Abdominal Compression for Weight Loss
Abdominal Compression for Weight Loss Photo Credit CreativaImages/iStock/Getty Images

Whether you’ve recently had a baby, are recovering from abdominal surgery or are just trying to shape up a long period of being sedentary, abdominal compression exercises are a gentle and effective way to ease back into exercise. Exercises that compress the abdominal muscles won’t make you lose weight; however, they can help nip in your waist while you’re undertaking a healthful diet and a well-rounded exercise routine.

A Weighty Matter

“If you have a big belly and you want a flat one, you’re doing to have to lose some weight,” says personal trainer David Knox, author of Body School: A New Guide to Improved Movement in Daily Life. “It’s even possible to have six-pack abs but not be able to see them because they’re covered in a layer of fat.”

If losing weight is your main concern, diet will have to lead the way. To lose a pound of fat, you will need to burn 3,500 more calories than you consume. While it’s hard to rack up that kind of caloric deficit with exercise alone, working out will turbocharge your dieting efforts. Strength training boosts calorie burning because muscle burns more calories than fat tissue — not to mention the fact that you burn a lot of calories building muscle. As you put on muscle mass, your resting metabolic rate increases as well, causing you to burn more calories when you’re not even doing anything.

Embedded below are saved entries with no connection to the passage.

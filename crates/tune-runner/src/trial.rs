//! One configuration in, one objective value out.
//!
//! The orchestrator is the only component the search loop talks to. It
//! checks the result cache, provisions, benchmarks, prices and persists.
//! Trial-level problems never raise: they become an errored
//! [`TrialRecord`] and the objective's sentinel value. A result store that
//! cannot be read or written does raise, since further trials would be
//! measured and then lost.

use crate::bench::{render, run_workload, BenchOutcome, PhaseTiming, Workload};
use crate::config::ParamSet;
use crate::cost::{self, validate_shape};
use crate::error::{TrialFailure, TuneError};
use crate::infra::{InfraManager, InfraState};
use crate::metrics::{MetricName, MetricScope, Metrics, Objective};
use crate::provision::Provisioner;
use crate::remote::RemoteExec;
use crate::service::{Service, ServiceConfig};
use crate::settings::{Mode, ProviderProfile, TunerSettings};
use crate::store::{ResultStore, TrialRecord};
use chrono::Utc;
use serde::Serialize;
use std::collections::BTreeMap;
use std::thread;
use std::time::{Duration, Instant};
use tracing::{info, warn};

#[derive(Debug, Clone)]
pub struct RunOptions {
    pub provider: String,
    pub service: Service,
    pub mode: Mode,
    pub objective: Objective,
    pub use_cache: bool,
}

#[derive(Debug, Clone, Serialize)]
pub struct TrialOutcome {
    /// Objective value handed to the search strategy (always maximized).
    pub value: f64,
    pub cached: bool,
    pub record: TrialRecord,
}

pub struct TrialOrchestrator<P: Provisioner, R: RemoteExec> {
    options: RunOptions,
    profile: ProviderProfile,
    workload: Workload,
    baseline: Option<Workload>,
    settle: Duration,
    infra: InfraManager<P>,
    remote: R,
    store: ResultStore,
}

impl<P: Provisioner, R: RemoteExec> TrialOrchestrator<P, R> {
    /// Validates the run configuration, including that the workload can
    /// report the requested metric at all.
    pub fn new(
        settings: &TunerSettings,
        options: RunOptions,
        provisioner: P,
        remote: R,
    ) -> Result<Self, TuneError> {
        let profile = settings.provider(&options.provider)?.clone();
        if options.mode == Mode::Config && !options.service.supports_config_mode() {
            return Err(TuneError::InvalidSettings(format!(
                "{} does not support config mode",
                options.service
            )));
        }
        let workload = settings.workload(options.service);
        let baseline = settings.baseline(options.service);
        let measured_by = match options.objective.scope {
            MetricScope::Benchmark => &workload,
            MetricScope::Baseline => baseline.as_ref().ok_or_else(|| {
                TuneError::InvalidSettings(format!(
                    "metric {} needs a baseline workload for {}",
                    options.objective, options.service
                ))
            })?,
        };
        check_reported(&options, measured_by)?;
        let infra = InfraManager::new(
            provisioner,
            options.service,
            profile.clone(),
            settings.retry.clone(),
            settings.readiness.clone(),
            workload.health.clone(),
        );
        let store = ResultStore::new(settings.results_path(options.service, &options.provider));
        info!(
            provider = %options.provider,
            service = %options.service,
            mode = %options.mode,
            metric = %options.objective,
            results = %store.path().display(),
            "trial orchestrator ready"
        );
        Ok(Self {
            options,
            profile,
            workload,
            baseline,
            settle: Duration::from_secs(settings.teardown_settle_secs),
            infra,
            remote,
            store,
        })
    }

    pub fn options(&self) -> &RunOptions {
        &self.options
    }

    pub fn store(&self) -> &ResultStore {
        &self.store
    }

    pub fn infra(&self) -> &InfraManager<P> {
        &self.infra
    }

    pub fn remote(&self) -> &R {
        &self.remote
    }

    pub fn evaluate(&mut self, params: &ParamSet) -> Result<f64, TuneError> {
        Ok(self.run_trial(params)?.value)
    }

    /// Evaluates one configuration. Errors only when the result store is
    /// unusable; the store is checked before anything is provisioned.
    pub fn run_trial(&mut self, params: &ParamSet) -> Result<TrialOutcome, TuneError> {
        let objective = self.options.objective;
        let key = params.canonical_key();

        if self.options.use_cache {
            if let Some(record) = self.store.find_cached(&key, &objective)? {
                if let Some(raw) = record.measured(&objective) {
                    info!(trial = %record.trial_id, config = %key, "cache hit, {} = {}", objective, raw);
                    return Ok(TrialOutcome {
                        value: objective.to_objective(raw),
                        cached: true,
                        record,
                    });
                }
            }
        }

        let trial = self.store.next_trial_number()?;
        let mut record = self.blank_record(trial, params);
        info!(trial = %record.trial_id, config = %key, "starting trial");

        if let Err(failure) = self.execute(params, &mut record) {
            warn!(trial = %record.trial_id, "trial failed: {}", failure);
            record.error = Some(failure.to_string());
        }

        let value = match (&record.error, record.measured(&objective)) {
            (None, Some(raw)) => {
                info!(trial = %record.trial_id, "{} = {}", objective, raw);
                objective.to_objective(raw)
            }
            (None, None) => {
                let msg = format!("{} missing from trial results", objective);
                warn!(trial = %record.trial_id, "{}", msg);
                record.error = Some(msg);
                objective.sentinel()
            }
            (Some(_), _) => objective.sentinel(),
        };

        self.store.append(record.clone())?;
        Ok(TrialOutcome {
            value,
            cached: false,
            record,
        })
    }

    fn blank_record(&self, trial: u64, params: &ParamSet) -> TrialRecord {
        TrialRecord {
            trial_id: format!("trial_{}", trial),
            trial,
            timestamp: Utc::now().to_rfc3339(),
            provider: self.options.provider.clone(),
            service: self.options.service.name().to_string(),
            mode: self.options.mode,
            config: params.clone(),
            config_digest: params.digest(),
            primary_metric: self.workload.primary_metric,
            metrics: Metrics::default(),
            baseline: None,
            derived: None,
            annotations: BTreeMap::new(),
            timings: Vec::new(),
            warnings: Vec::new(),
            error: None,
        }
    }

    fn template_vars(&self, params: &ParamSet, config: &dyn ServiceConfig) -> BTreeMap<String, String> {
        let mut vars = self.workload.vars.clone();
        vars.extend(params.iter().map(|(k, v)| (k.clone(), v.to_string())));
        vars.extend(config.workload_vars());
        vars
    }

    fn execute(&mut self, params: &ParamSet, record: &mut TrialRecord) -> Result<(), TrialFailure> {
        let config = self.options.service.parse_config(params)?;
        let shape = config
            .shape()
            .with_default_drive_kind(self.profile.default_disk_type());
        validate_shape(&shape, &self.profile.constraints, &self.options.provider)?;
        record.annotations = config.annotations();

        let started = Instant::now();
        if self.options.mode == Mode::Infra && self.infra.state() != InfraState::Absent {
            self.infra.teardown_service()?;
            if !self.settle.is_zero() {
                info!("waiting {}s for teardown to settle", self.settle.as_secs());
                thread::sleep(self.settle);
            }
        }
        let (endpoints, _) = self.infra.ensure(&self.remote, config.as_ref())?;
        record.timings.push(PhaseTiming {
            name: "provision".to_string(),
            seconds: started.elapsed().as_secs_f64(),
            ok: true,
        });

        let vars = self.template_vars(params, config.as_ref());
        if let Some(script) = config.settings_script() {
            let started = Instant::now();
            self.infra.apply_settings(&self.remote, &render(&script, &vars))?;
            record.timings.push(PhaseTiming {
                name: "settings".to_string(),
                seconds: started.elapsed().as_secs_f64(),
                ok: true,
            });
        }

        if let Some(baseline) = &self.baseline {
            info!("running baseline workload");
            let outcome = run_workload(&self.remote, baseline, &endpoints, &vars);
            let metrics = absorb(record, outcome, "baseline:")?;
            record.baseline = Some(metrics);
        }

        info!("running benchmark workload");
        let outcome = run_workload(&self.remote, &self.workload, &endpoints, &vars);
        record.metrics = absorb(record, outcome, "")?;

        let throughput = record.primary_value().unwrap_or(0.0);
        record.derived = Some(cost::derive(&shape, &self.profile.pricing, throughput));
        Ok(())
    }

    /// Ends the run. Infrastructure is kept unless `destroy` is set.
    pub fn finish(&mut self, destroy: bool) -> Result<(), TrialFailure> {
        if destroy {
            self.infra.destroy_all()?;
        } else {
            info!("leaving infrastructure running");
        }
        Ok(())
    }
}

/// Rejects objectives the workload can never report, before any trial runs.
/// Cost metrics are derived from the benchmark throughput and have no
/// baseline counterpart.
fn check_reported(options: &RunOptions, workload: &Workload) -> Result<(), TuneError> {
    let objective = options.objective;
    let derived = objective.metric.is_derived() && objective.scope == MetricScope::Benchmark;
    let reported = workload.reported_metrics();
    if derived || reported.contains(&objective.metric) {
        return Ok(());
    }
    let mut available: Vec<String> = reported.iter().map(MetricName::to_string).collect();
    if objective.scope == MetricScope::Benchmark {
        available.extend([MetricName::CostPerHour, MetricName::CostEfficiency].map(|m| m.to_string()));
    }
    Err(TuneError::UnsupportedMetric {
        metric: objective.to_string(),
        service: options.service.to_string(),
        available: available.join(", "),
    })
}

/// Moves timings and warnings onto the record. Partial metrics are kept
/// even when the workload failed.
fn absorb(record: &mut TrialRecord, outcome: BenchOutcome, prefix: &str) -> Result<Metrics, TrialFailure> {
    record
        .timings
        .extend(outcome.timings.into_iter().map(|mut t| {
            t.name = format!("{}{}", prefix, t.name);
            t
        }));
    record.warnings.extend(outcome.soft_failures);
    match outcome.failure {
        Some(failure) => {
            if prefix.is_empty() {
                record.metrics = outcome.metrics;
            } else {
                record.baseline = Some(outcome.metrics);
            }
            Err(failure.into())
        }
        None => Ok(outcome.metrics),
    }
}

Although most abdominal compression exercises may seem fairly passive, done properly they can have a noticeable effect on your profile and your posture. Doing standing abdominal contractions can correct the tendency to stand with the pelvis tilted forward, which causes a belly pooch. In addition, they work the transverse abdominis, the deepest-lying of the abdominal muscles and one that’s strongly associated with lower back pain.

Abdominal Hollowing

Lying down with knees at an 80 degree angle and feet on the floor, slowly pull the navel deeply into the lower spine. Maintain the contraction for several seconds while continuing to breathe lightly. Keep pelvis and chest static while doing the exercise, which can also be done standing up or sitting. Also called the Drawing-In Maneuver or Stomach Vacuum, this exercise was shown in a study in the Journal of Physical Therapy Science to increase thickness of the transverse abdominis and the internal and external obliques.

Abdominal Bracing

If you've done the yoga pose plank, you've performed abdominal bracing. Tighten your stomach muscles as if you're preparing for a punch in the gut -- that's bracing. It can also be done standing or sitting. In a study in the February 2014 Journal of Physical Therapy Science, abdominal bracing was shown to strengthen the rectus abdominis, both internal obliques, and both external obliques.